Все сказанное Толстым - правда. Действительно, веселая была государыня, много пела и веселилась. Правда и то, что порядка при ней не было. Но ведь правдой является и главная мысль поэмы о том, что отсутствие порядка в стране связано не с жизнерадостностью или мизантропией, пьянством или трезвостью, жестокостью или человеколюбием перечисленных в «Истории» государей, а с некой неискоренимой и загадочной особенностью нашего народа, у которого (так уж получается по поэме) все равно, при любом правителе, нет порядка.
Если же вернуться на академический путь знакомства с историографией, то скажем, что монографической, целостной работы о личности императрицы Елизаветы Петровны до сих пор нет. Многие вышедшие в прошлом и в начале нынешнего века книги и статьи отечественных авторов посвящены общим обзорам двадцатилетнего царствования Елизаветы Петровны, нередко в ряду других царствований (см. здесь и далее по списку Источников и литературы: Вейдемейер, Полевой, Щебальский, Мякотин). Особенностью этих исследований является то, что некоторые из них изначально задуманы как биографии (например, «Дочь Петра Великого» Казимира Валишевского), но, в сущности, авторы их вскоре сбиваются на рассказ о событиях ее царствования вообще, лишь иногда вспоминая, что страной-то правила Елизавета. Наконец, появилось немало работ об отдельных эпизодах и темах, связанных с царствованием Елизаветы, о явлениях культурной и научной жизни середины XVIII века (см.: Шишкин, Семевский, Фирсов и др.).
Особое место в историографии темы следует уделить сочинениям С.М.Соловьева и В.О.Ключевского. Четыре пухлых тома «Истории России с древнейших времен» С.М.Соловьева, посвященных царствованию Елизаветы Петровны, ныне читать невыносимо трудно и скучно - я убежден, что обычно люди притворяются, говоря, что прочитали последние тома соловьевского труда от доски до доски. Установив усыпляющий читателя линейный принцип изложения материала - год за годом и так все двадцать лет правления дочери Петра, - Соловьев избрал в данном случае весьма невыгодную роль летописца, который тонет в своем материале. В сущности же знаменитый автор «Истории России» составил свои тома из обнаруженных им в архиве документов времен Елизаветы, которые частью пересказал, а частью процитировал. И этот тяжкий труд, в конечном счете, оказался очень важен и нужен для науки. Тома Соловьева - прочный документальный фундамент для написания других исследований по истории времен Елизаветы, плодотворных размышлений на заданную тему.
Иную роль в историографии сыграли знаменитые лекции В. О. Ключевского, три с половиной страницы которых посвящены личности императрицы Елизаветы, а на остальных 100 страницах из «послепетровского» четвертого тома Курса лекций о царствовании дочери Петра Великого заходит речь только тогда, когда автор рассуждает о судьбе петровских преобразований.
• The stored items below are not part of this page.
//! This module defines the `NrrdHeader` struct, which holds the textual
//! fields of an NRRD file, and the routine splitting a file into its
//! header and binary body.

use crate::error::{NrrdError, Result};
use crate::typedef::{Encoding, NrrdType};
use crate::util::{find_subsequence, parse_endianness, Endianness};
use log::trace;
use std::collections::hash_map::{HashMap, Iter};

/// Magic marker every NRRD header starts with.
pub const MAGIC_CODE: &str = "NRRD";

/// Header field separators, in bytes. The earliest match wins.
const SEPARATORS: [&[u8]; 2] = [b"\n\n", b"\r\n\r\n"];

/// The NRRD header: the magic line plus a case-insensitive mapping of
/// field names to trimmed values. Repeated fields keep their last value.
///
/// # Examples
///
/// ```
/// use nrrd_preview::NrrdHeader;
/// # use nrrd_preview::Result;
///
/// # fn run() -> Result<()> {
/// let (header, body) = NrrdHeader::from_bytes(b"NRRD0004\nsizes: 2 2\n\n\x01\x02\x03\x04")?;
/// assert_eq!(header.sizes()?, vec![2, 2]);
/// assert_eq!(body, &[1, 2, 3, 4]);
/// # Ok(())
/// # }
/// # run().unwrap();
/// ```
#[derive(Debug, Clone, PartialEq, Default)]
pub struct NrrdHeader {
    magic: String,
    fields: HashMap<String, String>,
}

impl NrrdHeader {
    /// Split a complete NRRD file into its parsed header and the binary body
    /// following the first blank line.
    ///
    /// # Errors
    ///
    /// - `NrrdError::MalformedHeader` if there is no blank line, or the
    ///   header is not valid text.
    /// - `NrrdError::InvalidMagic` if the first line does not start with `NRRD`.
    pub fn from_bytes(bytes: &[u8]) -> Result<(NrrdHeader, &[u8])> {
        let (head, body) = split_header(bytes)?;
        let text = std::str::from_utf8(head).map_err(|_| NrrdError::MalformedHeader)?;
        let header = NrrdHeader::from_text(text)?;
        Ok((header, body))
    }

    /// Parse the textual part of an NRRD header.
    pub fn from_text(text: &str) -> Result<NrrdHeader> {
        let mut lines = text.split('\n').map(|l| l.trim_end_matches('\r'));

        let magic = lines
            .by_ref()
            .find(|l| !l.trim().is_empty())
            .ok_or(NrrdError::InvalidMagic)?;
        if !magic.starts_with(MAGIC_CODE) {
            return Err(NrrdError::InvalidMagic);
        }

        let mut fields = HashMap::new();
        for line in lines {
            if line.trim().is_empty() || line.starts_with('#') {
                continue;
            }
            let colon = match line.find(':') {
                Some(pos) => pos,
                None => continue,
            };
            let key = line[..colon].trim().to_lowercase();
            let rest = &line[colon + 1..];
            let value = rest.strip_prefix('=').unwrap_or(rest).trim();
            trace!("header field {:?} = {:?}", key, value);
            let _ = fields.insert(key, value.to_string());
        }

        Ok(NrrdHeader {
            magic: magic.trim().to_string(),
            fields,
        })
    }

    /// The magic line, such as `NRRD0004`.
    pub fn magic(&self) -> &str {
        &self.magic
    }

    /// Look up a field by name, ignoring case.
    pub fn get(&self, key: &str) -> Option<&str> {
        self.fields
            .get(&key.to_lowercase())
            .map(String::as_str)
    }

    /// Number of distinct fields.
    pub fn len(&self) -> usize {
        self.fields.len()
    }

    /// Whether the header holds no fields at all.
    pub fn is_empty(&self) -> bool {
        self.fields.is_empty()
    }

    /// Iterate over all fields, in no particular order.
    pub fn iter(&self) -> Iter<'_, String, String> {
        self.fields.iter()
    }

    /// The dimension sizes declared in the `sizes` field. Tokens which are not
    /// unsigned integers are skipped.
    ///
    /// # Errors
    ///
    /// - `NrrdError::MissingDimensions` if the field is absent or yields no
    ///   integers.
    pub fn sizes(&self) -> Result<Vec<usize>> {
        let sizes: Vec<usize> = self
            .get("sizes")
            .ok_or(NrrdError::MissingDimensions)?
            .split_whitespace()
            .filter_map(|t| t.parse().ok())
            .collect();
        if sizes.is_empty() {
            return Err(NrrdError::MissingDimensions);
        }
        Ok(sizes)
    }

    /// The declared type name, `float` when absent.
    pub fn type_name(&self) -> &str {
        self.get("type").unwrap_or("float")
    }

    /// The declared element type.
    pub fn data_type(&self) -> NrrdType {
        NrrdType::from_name(self.type_name())
    }

    /// The declared payload encoding, `raw` when absent.
    pub fn encoding(&self) -> Result<Encoding> {
        Encoding::from_name(self.get("encoding").unwrap_or("raw"))
    }

    /// The declared byte order, little endian when absent.
    pub fn endianness(&self) -> Endianness {
        self.get("endian")
            .map(parse_endianness)
            .unwrap_or(Endianness::Little)
    }

    /// The `byte skip` field. `Some(n)` skips `n` leading payload bytes,
    /// `None` (written `-1`) means the samples sit at the end of the payload.
    pub fn byte_skip(&self) -> Result<Option<usize>> {
        match self.get("byte skip") {
            None => Ok(Some(0)),
            Some(value) => match value.parse::<i64>() {
                Ok(-1) => Ok(None),
                Ok(n) if n >= 0 => Ok(Some(n as usize)),
                _ => Err(NrrdError::InvalidByteSkip(value.to_string())),
            },
        }
    }
}

/// Split the file at the first blank line, returning the header bytes
/// (separator excluded) and the body.
pub fn split_header(bytes: &[u8]) -> Result<(&[u8], &[u8])> {
    let (pos, len) = SEPARATORS
        .iter()
        .filter_map(|sep| find_subsequence(bytes, sep).map(|pos| (pos, sep.len())))
        .min_by_key(|&(pos, _)| pos)
        .ok_or(NrrdError::MalformedHeader)?;
    Ok((&bytes[..pos], &bytes[pos + len..]))
}

#[cfg(test)]
mod tests {
    use super::{split_header, NrrdHeader};
    use crate::error::NrrdError;
    use crate::typedef::{Encoding, NrrdType};
    use crate::util::Endianness;

    #[test]
    fn split_lf() {
        let (head, body) = split_header(b"NRRD0004\nsizes: 1\n\nBODY").unwrap();
        assert_eq!(head, b"NRRD0004\nsizes: 1");
        assert_eq!(body, b"BODY");
    }

    #[test]
    fn split_crlf() {
        let (head, body) = split_header(b"NRRD0004\r\nsizes: 1\r\n\r\n\n\nX").unwrap();
        assert_eq!(head, b"NRRD0004\r\nsizes: 1");
        assert_eq!(body, b"\n\nX");
    }

    #[test]
    fn split_without_separator() {
        assert!(matches!(
            split_header(b"NRRD0004\nsizes: 1\n"),
            Err(NrrdError::MalformedHeader)
        ));
    }

    #[test]
    fn fields_and_defaults() {
        let header = NrrdHeader::from_text(
            "NRRD0005\n# a comment: ignored\nSizes: 3 4 5\nspace:=left-posterior-superior\n\n",
        )
        .unwrap();
        assert_eq!(header.magic(), "NRRD0005");
        assert_eq!(header.sizes().unwrap(), vec![3, 4, 5]);
        assert_eq!(header.get("SPACE"), Some("left-posterior-superior"));
        assert_eq!(header.get("# a comment"), None);
        assert_eq!(header.type_name(), "float");
        assert_eq!(header.data_type(), NrrdType::Float32);
        assert_eq!(header.encoding().unwrap(), Encoding::Raw);
        assert_eq!(header.endianness(), Endianness::Little);
        assert_eq!(header.byte_skip().unwrap(), Some(0));
        assert_eq!(header.len(), 2);
    }

    #[test]
    fn last_duplicate_wins() {
        let header = NrrdHeader::from_text("NRRD0004\ntype: uchar\nTYPE: short\nsizes: 1").unwrap();
        assert_eq!(header.data_type(), NrrdType::Int16);
    }

    #[test]
    fn magic_is_case_sensitive() {
        assert!(matches!(
            NrrdHeader::from_text("nrrd0004\nsizes: 1"),
            Err(NrrdError::InvalidMagic)
        ));
        assert!(matches!(
            NrrdHeader::from_text("XRRD0004\nsizes: 1"),
            Err(NrrdError::InvalidMagic)
        ));
        assert!(NrrdHeader::from_text("\n\nNRRD0004\nsizes: 1").is_ok());
    }

    #[test]
    fn empty_sizes() {
        let header = NrrdHeader::from_text("NRRD0004\nsizes: abc").unwrap();
        assert!(matches!(header.sizes(), Err(NrrdError::MissingDimensions)));
        let header = NrrdHeader::from_text("NRRD0004\ntype: float").unwrap();
        assert!(matches!(header.sizes(), Err(NrrdError::MissingDimensions)));
    }

    #[test]
    fn byte_skip_values() {
        let header = NrrdHeader::from_text("NRRD0004\nbyte skip: 12").unwrap();
        assert_eq!(header.byte_skip().unwrap(), Some(12));
        let header = NrrdHeader::from_text("NRRD0004\nbyte skip: -1").unwrap();
        assert_eq!(header.byte_skip().unwrap(), None);
        let header = NrrdHeader::from_text("NRRD0004\nbyte skip: -2").unwrap();
        assert!(matches!(
            header.byte_skip(),
            Err(NrrdError::InvalidByteSkip(_))
        ));
    }

    #[test]
    fn non_utf8_header() {
        assert!(matches!(
            NrrdHeader::from_bytes(b"NRRD0004\n\xff\xfe: 1\n\n"),
            Err(NrrdError::MalformedHeader)
        ));
    }
}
Эти упомянутые три с половиной страницы, как показало время, стоят многих монографий о Елизавете. Лекции Ключевского - это подлинные шедевры научного ораторского искусства. Сказанное Ключевским о Елизавете исполнено порой поразительной меткости, восхищает яркой метафоричностью и глубиной. Сколь изящны такие блестящие определения Ключевского: «Елизавета жила и царствовала в золоченой нищете»; «Умная, добрая, но беспорядочная и своенравная русская барыня»; «Не спускавшая глаз с самой себя» (Ключевский, с.314-316). Хорошо видно, как гений Ключевского, прочитавшего-таки от доски до доски труд Соловьева, извлекает из его массы подлинные алмазы мысли и чувства и украшает ими свою лекцию. Но не будем забывать, что портрет Елизаветы, созданный Ключевским, все таки не «рентгеновский снимок» реальной исторической личности, а ее яркий ораторский портрет. Образы истории, созданные Ключевским, завораживают читателя, не позволяют ему думать иначе - так сильна магия слова Ключевского, хотя в его оценках есть и предвзятость, и погоня за красивостью, внешней формой. И до сих пор, с легкой руки Ключевского, не всегда углублявшегося в источниковедение документов послепетровской эпохи, многие читающие люди убеждены, например, что императрица Елизавета Петровна полагала, будто из Европы в Англию можно проехать сухим путем. (Впрочем, написав эту фразу, я - современник открытия тоннеля под Ла-Маншем - подумал, что спустя несколько столетий после нас иной читатель Ключевского уже не поймет, в чем же заключается юмор лектора, хотевшего таким образом подчеркнуть круглое невежество императрицы.)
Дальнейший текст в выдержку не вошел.